Three months after suspending his campaign rallies because of the coronavirus, Trump’s campaign announced Wednesday that he will soon retake the stage in a crowded venue. Not only will the rally take place on June 19 — a date known as Juneteenth, which marks the end of slavery in the United States — it will be held in Tulsa, Oklahoma, the site of a race massacre 99 years ago that remains one of the worst acts of racial violence in US history. In 1921, hundreds of African Americans were killed when white mobs looted and burned what had been a thriving neighborhood known as “Black Wall Street.” That is the city where Trump fans will gather this year on the day honoring the abolition of slavery.
Coincidence? We know better.
The Trump campaign’s choice of date and location sent shivers down the spines of those familiar with the history of racism in the United States. It was also a slap in the face to the 84% of Americans who say peaceful protests in response to incidents of police brutality against African Americans are justified.
But when a reporter asked White House Press Secretary Kayleigh McEnany what Juneteenth meant to the President and whether it was appropriate to hold his rally on the holiday, she defended the decision, claiming that Juneteenth is “a meaningful day to (Trump)” so he wants to use it to “share some of the progress that’s been made as we look forward and more needs to be done.”
But the argument collapses under scrutiny. Is Trump planning to use the pandemic-ignoring gathering of thousands of raucous MAGA-hat wearing, mostly white supporters, to tout his progress on race relations?
Few will be fooled. Americans are familiar with this President. This is the man who claimed there were some “very fine people” among the Neo-Nazi demonstrators in Charlottesville. He’s the President who told a group of Democratic congresswomen of color to “go back”
to the “crime-infested places from which they came.” The President who rejects the idea of renaming military bases currently honoring Confederate military commanders who fought for the right to preserve slavery. And he is the leader who threatened to use military force to crush peaceful protesters who demanded an end to police brutality against African Americans.

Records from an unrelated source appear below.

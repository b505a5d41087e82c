//! 케이스 이벤트 로그
//!
//! 케이스별 추가 전용 이력. 최신 이벤트가 목록 맨 앞에 온다.
//! 감사(audit) 표시와 운영 루프 재생(`ops_loop`)의 원천 데이터로 쓰인다.

use std::collections::HashMap;
use triage_core::{CaseEvent, CaseEventType};

/// 추가 전용 이벤트 로그
#[derive(Debug, Default)]
pub struct EventLog {
    by_case: HashMap<String, Vec<CaseEvent>>,
}

impl EventLog {
    pub fn new() -> Self {
        Self {
            by_case: HashMap::new(),
        }
    }

    /// 이벤트 추가: 최신 우선으로 맨 앞에 삽입한다
    pub fn append(&mut self, event: CaseEvent) {
        tracing::debug!(
            "Appending event {:?} for case {}",
            event.event_type,
            event.case_id
        );
        self.by_case
            .entry(event.case_id.clone())
            .or_default()
            .insert(0, event);
    }

    /// 케이스의 전체 이력 (최신 우선)
    pub fn for_case(&self, case_id: &str) -> &[CaseEvent] {
        self.by_case
            .get(case_id)
            .map(|events| events.as_slice())
            .unwrap_or(&[])
    }

    /// 해당 유형 이벤트 존재 여부
    pub fn has_event(&self, case_id: &str, event_type: CaseEventType) -> bool {
        self.for_case(case_id)
            .iter()
            .any(|event| event.event_type == event_type)
    }

    /// 전체 이벤트 수
    pub fn total_events(&self) -> usize {
        self.by_case.values().map(|events| events.len()).sum()
    }
}
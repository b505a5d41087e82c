//! # 트리아지 워크플로 모듈
//!
//! 대상자 생애주기 상태 엔진의 구현을 제공한다:
//! - 근거 평가기: 단계별 필수 검사 완결성과 누락 목록 계산
//! - 케이스 저장소: 단일 진실 원천 엔티티 맵과 변이 파이프라인, 구독/통지
//! - 이벤트 로그: 케이스별 추가 전용 이력
//! - 3단계 정합성 복구 엔진: 운영 루프 구조 불변식의 자가 복구
//! - 3단계 뷰 도출기: UI 무관 뷰모델(단계 카드, 배지, 기본 행동) 구성
//! - 1단계 접촉 엔진: 사전 분류기와 접촉 결과 전이 함수
//! - 운영 루프 계산기: 이벤트 재생 기반 단계 추론과 불일치 진단

pub mod contact;
pub mod evidence;
pub mod events;
pub mod ops_loop;
pub mod reconcile;
pub mod stage1;
pub mod stats;
pub mod store;
pub mod view;

// 주요 타입 재수출
pub use contact::{
    apply_outcome, classify_pretriage, ContactOutcome, ContactTrigger, PretriageDecision,
    PretriageInput,
};
pub use evidence::{evaluate_stage2, evaluate_stage3};
pub use events::EventLog;
pub use ops_loop::{compute_ops_loop, diagnose_mismatch, OpsLoopState, OpsStep};
pub use reconcile::{reconcile, AuditEntry, Patch, PatchCode, Reconciled, ReconcilePolicy};
pub use stage1::{build_stage1_detail, InterventionLevel, PolicyGate, PolicyGateKind, Stage1Detail};
pub use stats::{compute_dashboard_stats, DashboardStats, FunnelStage};
pub use store::{CaseFilter, CaseStore, StoreOverview};
pub use view::{
    derive_stage3_view, PrimaryAction, RiskBadge, Stage3ViewModel, StepCard, StepCardState,
};
/// Capability set every controllable device exposes. Remotes are written
/// against this trait only, so device variants and remote variants can grow
/// independently.
///
/// Setters store their argument verbatim. There is deliberately no clamping
/// or range validation anywhere in the contract: volume and channel are
/// unconstrained integers and every operation is total.
pub trait Device {
    /// Current power state.
    fn is_enabled(&self) -> bool;

    /// Power on. Idempotent.
    fn enable(&mut self);

    /// Power off. Idempotent.
    fn disable(&mut self);

    fn volume(&self) -> i32;

    /// Stores `percent` as-is, including negative or >100 values.
    fn set_volume(&mut self, percent: i32);

    fn channel(&self) -> i32;

    /// Stores `channel` as-is, unchecked.
    fn set_channel(&mut self, channel: i32);
}
use crate::domain::model::{Command, RemoteKind};
use crate::utils::error::{Result, ZapperError};

pub trait Validate {
    fn validate(&self) -> Result<()>;
}

pub fn validate_non_empty(field_name: &str, value: &str) -> Result<()> {
    if value.trim().is_empty() {
        return Err(ZapperError::InvalidConfigValue {
            field: field_name.to_string(),
            value: value.to_string(),
            reason: "Value cannot be empty".to_string(),
        });
    }
    Ok(())
}

/// The command list must be non-empty and fit the capability set of the
/// chosen remote.
pub fn validate_commands(
    field_name: &str,
    commands: &[Command],
    remote: RemoteKind,
) -> Result<()> {
    if commands.is_empty() {
        return Err(ZapperError::InvalidConfigValue {
            field: field_name.to_string(),
            value: String::new(),
            reason: "At least one command is required".to_string(),
        });
    }

    if remote == RemoteKind::Basic {
        if let Some(command) = commands.iter().find(|c| c.requires_advanced()) {
            return Err(ZapperError::InvalidConfigValue {
                field: field_name.to_string(),
                value: command.to_string(),
                reason: format!(
                    "Command '{}' needs the advanced remote (use --remote advanced)",
                    command
                ),
            });
        }
    }

    Ok(())
}
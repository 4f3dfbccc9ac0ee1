use crate::domain::ports::Device;

/// TV-like device. Starts powered off at volume 50, channel 1.
#[derive(Debug, Clone)]
pub struct Tv {
    enabled: bool,
    volume: i32,
    channel: i32,
}

impl Tv {
    pub fn new() -> Self {
        Self {
            enabled: false,
            volume: 50,
            channel: 1,
        }
    }
}

impl Default for Tv {
    fn default() -> Self {
        Self::new()
    }
}

impl Device for Tv {
    fn is_enabled(&self) -> bool {
        self.enabled
    }

    fn enable(&mut self) {
        self.enabled = true;
    }

    fn disable(&mut self) {
        self.enabled = false;
    }

    fn volume(&self) -> i32 {
        self.volume
    }

    fn set_volume(&mut self, percent: i32) {
        self.volume = percent;
    }

    fn channel(&self) -> i32 {
        self.channel
    }

    fn set_channel(&mut self, channel: i32) {
        self.channel = channel;
    }
}
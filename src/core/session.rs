use crate::core::remote::{AdvancedRemote, RemoteControl};
use crate::core::{Command, Device, RemoteKind, Result};
use crate::utils::error::ZapperError;

/// Owns one device and drives a command sequence through the chosen remote,
/// logging each step and the resulting state.
pub struct Session<D: Device> {
    device: D,
    remote: RemoteKind,
}

impl<D: Device> Session<D> {
    pub fn new(device: D, remote: RemoteKind) -> Self {
        Self { device, remote }
    }

    pub fn device(&self) -> &D {
        &self.device
    }

    pub fn run(&mut self, commands: &[Command]) -> Result<()> {
        tracing::info!(
            "Running {} command(s) through the {} remote",
            commands.len(),
            self.remote
        );

        for (step, command) in commands.iter().enumerate() {
            tracing::info!("Step {}: {}", step + 1, command);
            self.apply(*command)?;
            tracing::debug!(
                enabled = self.device.is_enabled(),
                volume = self.device.volume(),
                channel = self.device.channel(),
                "State after {}",
                command
            );
        }

        tracing::info!(
            enabled = self.device.is_enabled(),
            volume = self.device.volume(),
            channel = self.device.channel(),
            "Final device state"
        );
        Ok(())
    }

    fn apply(&mut self, command: Command) -> Result<()> {
        match self.remote {
            RemoteKind::Basic if command.requires_advanced() => {
                Err(ZapperError::UnsupportedCommand {
                    command: command.to_string(),
                    remote: self.remote.to_string(),
                })
            }
            RemoteKind::Basic => {
                let mut remote = RemoteControl::new(&mut self.device);
                Self::dispatch_basic(&mut remote, command);
                Ok(())
            }
            RemoteKind::Advanced => {
                let mut remote = AdvancedRemote::new(&mut self.device);
                match command {
                    Command::Mute => remote.mute(),
                    other => Self::dispatch_basic(&mut remote, other),
                }
                Ok(())
            }
        }
    }

    fn dispatch_basic(remote: &mut RemoteControl<'_, D>, command: Command) {
        match command {
            Command::TogglePower => remote.toggle_power(),
            Command::VolumeUp => remote.volume_up(),
            Command::VolumeDown => remote.volume_down(),
            Command::ChannelUp => remote.channel_up(),
            Command::ChannelDown => remote.channel_down(),
            // both dispatch sites check requires_advanced() first
            Command::Mute => {}
        }
    }
}
use crate::core::Device;

/// Basic remote: translates coarse user intents into Device operations.
///
/// Borrows the device for its own lifetime and never reassigns it; the bound
/// `D: Device + ?Sized` lets the same remote drive a concrete device or a
/// `dyn Device` behind a reference.
pub struct RemoteControl<'a, D: Device + ?Sized> {
    device: &'a mut D,
}

impl<'a, D: Device + ?Sized> RemoteControl<'a, D> {
    pub fn new(device: &'a mut D) -> Self {
        Self { device }
    }

    pub fn toggle_power(&mut self) {
        if self.device.is_enabled() {
            self.device.disable();
        } else {
            self.device.enable();
        }
    }

    /// Drops volume by 10. No floor, so repeated calls can drive it negative.
    pub fn volume_down(&mut self) {
        self.device.set_volume(self.device.volume() - 10);
    }

    /// Raises volume by 10. No ceiling.
    pub fn volume_up(&mut self) {
        self.device.set_volume(self.device.volume() + 10);
    }

    pub fn channel_down(&mut self) {
        self.device.set_channel(self.device.channel() - 1);
    }

    pub fn channel_up(&mut self) {
        self.device.set_channel(self.device.channel() + 1);
    }
}

/// Advanced remote: everything the basic remote does, plus mute.
pub struct AdvancedRemote<'a, D: Device + ?Sized> {
    remote: RemoteControl<'a, D>,
}

impl<'a, D: Device + ?Sized> AdvancedRemote<'a, D> {
    pub fn new(device: &'a mut D) -> Self {
        Self {
            remote: RemoteControl::new(device),
        }
    }

    /// Sets volume to exactly 0. Power and channel stay untouched, and the
    /// prior volume is not remembered (there is no unmute).
    pub fn mute(&mut self) {
        self.remote.device.set_volume(0);
    }
}

impl<'a, D: Device + ?Sized> std::ops::Deref for AdvancedRemote<'a, D> {
    type Target = RemoteControl<'a, D>;

    fn deref(&self) -> &Self::Target {
        &self.remote
    }
}

impl<'a, D: Device + ?Sized> std::ops::DerefMut for AdvancedRemote<'a, D> {
    fn deref_mut(&mut self) -> &mut Self::Target {
        &mut self.remote
    }
}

So, no, the claim that a Trump rally at the site of a race massacre on Juneteenth is an effort to honor the struggle against racism has all the markings of Trumpian gaslighting.
Why, then, is Trump doing this? The answer is in the polls.
The President is panicking over mounting evidence that his chances for re-election are slipping. His popularity is declining as he consistently misses opportunities to widen his narrow base of support. If he were a normal politician instead of someone appearing to suffer from a remarkable inability to express empathy, he might have been able to communicate compassion and solidarity with Americans suffering from a pandemic and those outraged by the killing of George Floyd and other African Americans at the hands of the police. Instead, his instinctive reaction in both cases has been to double down on attacking his critics, rivals and perceived enemies, further polarizing a country during a time when he might have brought it together and gained political good will in the process.
The result is a free fall in the polls.
The latest CNN poll found him with his lowest approval ratings since January 2019, at just 38% — about the same level of one-term presidents Jimmy Carter and George H.W. Bush at this point in their presidencies. The poll also found Trump trailing his Democratic challenger, former Vice President Joe Biden, by a yawning 14 points. The campaign responded by demanding that CNN apologize and retract the poll. CNN responded with a scorching letter, noting that threats from political leaders have typically come from regimes with no respect for a free media.
Unfortunately for the President, the CNN poll results are backed up by other opinion surveys with similar findings. And the news is dismal for Trump’s campaign, even when looking at his Electoral College prospects.
CNN found majorities in every age group disapprove of his performance as president. And in every age group and every income level, the majority disapproves of the way he has handled the protests. That is true for men and women, black and white. Two-thirds say Trump’s response has been harmful, and more than eight in 10 says the peaceful protests are justified.
Trump is standing on an increasingly narrow base of support. Like a polar bear on a melting block of ice, he is watching his support dissolve. His impulse is to hold on to what he can and to keep that base from disappearing beneath him in the rising heat.
That’s why Trump is scrambling to hold onto what he has.
The campaign is on firm ground in Oklahoma, where Trump won 65% of the vote in the 2016 election. By demeaning the importance of Juneteenth and holding a rally in Tulsa of all places, he is reminding his most loyal backers that he is in their corner; that even if he says something they don’t like, his fingers are crossed behind his back and that it’s all for show. We have seen it time and again, when he reads from a teleprompter the words written by others, only to reveal his true feelings in an off-the-cuff statement later on. This happened when he denounced the racism in Charlottesville as “repugnant to everything we hold dear as Americans,” and went on the next day to immortally declare, there were “very fine people on both sides.”
The timing of Trump’s upcoming rally is no coincidence. The White House knows about Juneteenth. Last year, it posted a statement on its website, recalling the June 19, 1865 declaration that “all slaves are free,” saying, “We pay tribute to the indomitable spirit of African Americans.”
If Trump goes ahead with the Tulsa rally, he will try to make it sound as if he’s honoring African Americans this year as well. That’s not what he’ll be selling that day. Don’t buy it.